Ledi began to drag Portia away. “The Institute is closed because of an emergency, so I’m going to actually do something fun before studying this evening.”
“Closed? Is it . . . Was it because of the fire?” he asked, walking alongside them as they headed for the stairwell. His expression was so contrite that Ledi couldn’t help but feel a little sorry for him. A little.
“No. The restaurant survived your arson attempt, only to be felled by nature’s greatest asshole—the bacterium.”
He looked confused.
“Food poisoning.”
His confusion changed to worry and she remembered that he’d recently eaten there, too. She’d let him figure out that he was fine on his own as a final repayment for his behavior that night.
“Wait, what fire? What are you talking about?” Portia asked, turning back to look up at Ledi. That was when Ledi realized that she was walking next to Jamal instead of her friend. She hopped down a step so that she was next to Portia.
“Nothing,” Ledi said. At the same time, Jamal announced, “I set fire to the fondue station.”
Now it was Ledi’s turn to look up and back.
“I’ll never forget the sight of you racing to save the day,” he continued. The white of his teeth broke up the uniform blackness of his beard as he smiled. “You were like—”
He began to move in an exaggerated slow motion, mimicking the pivotal scene in just about every summer blockbuster. He pointed an imaginary fire extinguisher in Ledi’s direction. “The foooooonnndduuuuuuueeeeee!” he yelled in a voice that he also slowed and deepened as he pretended to spray an imaginary extinguisher that threatened to slip from his control. “Not on my watch!”

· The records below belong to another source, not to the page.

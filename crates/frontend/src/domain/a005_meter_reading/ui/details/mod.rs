//! Ввод нового показания счётчика

use crate::domain::a005_meter_reading::api::create_reading;
use crate::shared::date_utils::{default_billing_period, parse_period};
use crate::shared::in_flight::InFlight;
use crate::shared::modal::Modal;
use crate::system::auth::context::use_api;
use contracts::domain::a001_customer::aggregate::Customer;
use contracts::domain::a005_meter_reading::aggregate::CreateMeterReadingDto;
use leptos::prelude::*;
use leptos::task::spawn_local;
use thaw::*;

#[derive(Debug, Clone, Default, PartialEq)]
pub struct ReadingForm {
    pub customer_id: String,
    pub period: String,
    pub current_value: String,
}

impl ReadingForm {
    pub fn to_dto(&self) -> Result<CreateMeterReadingDto, String> {
        if self.customer_id.is_empty() {
            return Err("Choose a customer".to_string());
        }
        let period = self.period.trim();
        if parse_period(period).is_none() {
            return Err("Period must look like 2024-05".to_string());
        }
        let current_value = self
            .current_value
            .trim()
            .replace(',', ".")
            .parse::<f64>()
            .ok()
            .filter(|v| v.is_finite() && *v >= 0.0)
            .ok_or_else(|| "Reading must be a non-negative number".to_string())?;
        Ok(CreateMeterReadingDto {
            customer_id: self.customer_id.clone(),
            period: period.to_string(),
            current_value,
        })
    }
}

#[component]
#[allow(non_snake_case)]
pub fn MeterReadingDetails(
    #[prop(into)] customers: Signal<Vec<Customer>>,
    on_saved: Callback<()>,
    on_close: Callback<()>,
) -> impl IntoView {
    let api = use_api();
    let customer_id = RwSignal::new(String::new());
    let period = RwSignal::new(default_billing_period());
    let current_value = RwSignal::new(String::new());
    let error = RwSignal::new(None::<String>);
    let saving = InFlight::new();

    let on_save = move |_| {
        let form = ReadingForm {
            customer_id: customer_id.get_untracked(),
            period: period.get_untracked(),
            current_value: current_value.get_untracked(),
        };
        let dto = match form.to_dto() {
            Ok(dto) => dto,
            Err(e) => {
                error.set(Some(e));
                return;
            }
        };
        let Some(guard) = saving.try_begin() else {
            return;
        };
        let client = api.get_untracked();
        spawn_local(async move {
            let _guard = guard;
            match create_reading(&client, &dto).await {
                Ok(reading) => {
                    log::debug!("Reading {} stored, {} m³", reading.id, reading.consumption());
                    on_saved.run(());
                }
                Err(e) => {
                    log::error!("Failed to store reading: {}", e);
                    let _ = error.try_set(Some(e.to_string()));
                }
            }
        });
    };

    view! {
        <Modal title="New meter reading" on_close=on_close>
            {move || error.get().map(|e| view! { <div class="error-message">{e}</div> })}
            <div class="form">
                <div class="form-group">
                    <label>"Customer"</label>
                    <select
                        class="form-select"
                        on:change=move |ev| customer_id.set(event_target_value(&ev))
                    >
                        <option value="">"Select..."</option>
                        {move || customers.get().into_iter().map(|c| view! {
                            <option value=c.id.to_string()>
                                {format!("{} · {}", c.account_number, c.full_name)}
                            </option>
                        }).collect_view()}
                    </select>
                </div>
                <div class="form-row">
                    <div class="form-group">
                        <label>"Period"</label>
                        <Input value=period placeholder="2024-05" />
                    </div>
                    <div class="form-group">
                        <label>"Current reading, m³"</label>
                        <Input value=current_value placeholder="0.0" />
                    </div>
                </div>
            </div>
            <div class="modal-footer">
                <Button
                    appearance=ButtonAppearance::Primary
                    disabled=Signal::derive(move || saving.is_busy())
                    on_click=on_save
                >
                    "Save"
                </Button>
                <Button appearance=ButtonAppearance::Subtle on_click=move |_| on_close.run(())>
                    "Cancel"
                </Button>
            </div>
        </Modal>
    }
}

#[cfg(test)]
mod tests {
    use super::*;

    fn form(customer: &str, period: &str, value: &str) -> ReadingForm {
        ReadingForm {
            customer_id: customer.into(),
            period: period.into(),
            current_value: value.into(),
        }
    }

    #[test]
    fn test_valid_reading() {
        let dto = form("c-1", " 2024-05 ", "134,5").to_dto().unwrap();
        assert_eq!(dto.period, "2024-05");
        assert_eq!(dto.current_value, 134.5);
    }

    #[test]
    fn test_rejected_readings() {
        assert!(form("", "2024-05", "1").to_dto().is_err());
        assert!(form("c-1", "May", "1").to_dto().is_err());
        assert!(form("c-1", "2024-05", "-3").to_dto().is_err());
        assert!(form("c-1", "2024-05", "").to_dto().is_err());
    }
}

When he finally stopped and met her gaze, his arms still raised as if they held the extinguisher, they both burst into laughter. Ledi didn’t know what was happening, but her stomach hurt from the heaving and she had to stop and hold on to the banister with one hand and her chest with the other.
“That’s not what happened!” she managed to gasp.
“I’m the one who nearly set himself on fire, Naledi. It is quite literally burned into my memory, and also my left forearm,” he said. “Trust me on this.”
And then they were laughing again, and Ledi realized she felt the same way she had outside her door when she’d caught a whiff of his cologne. Happy. Like she belonged.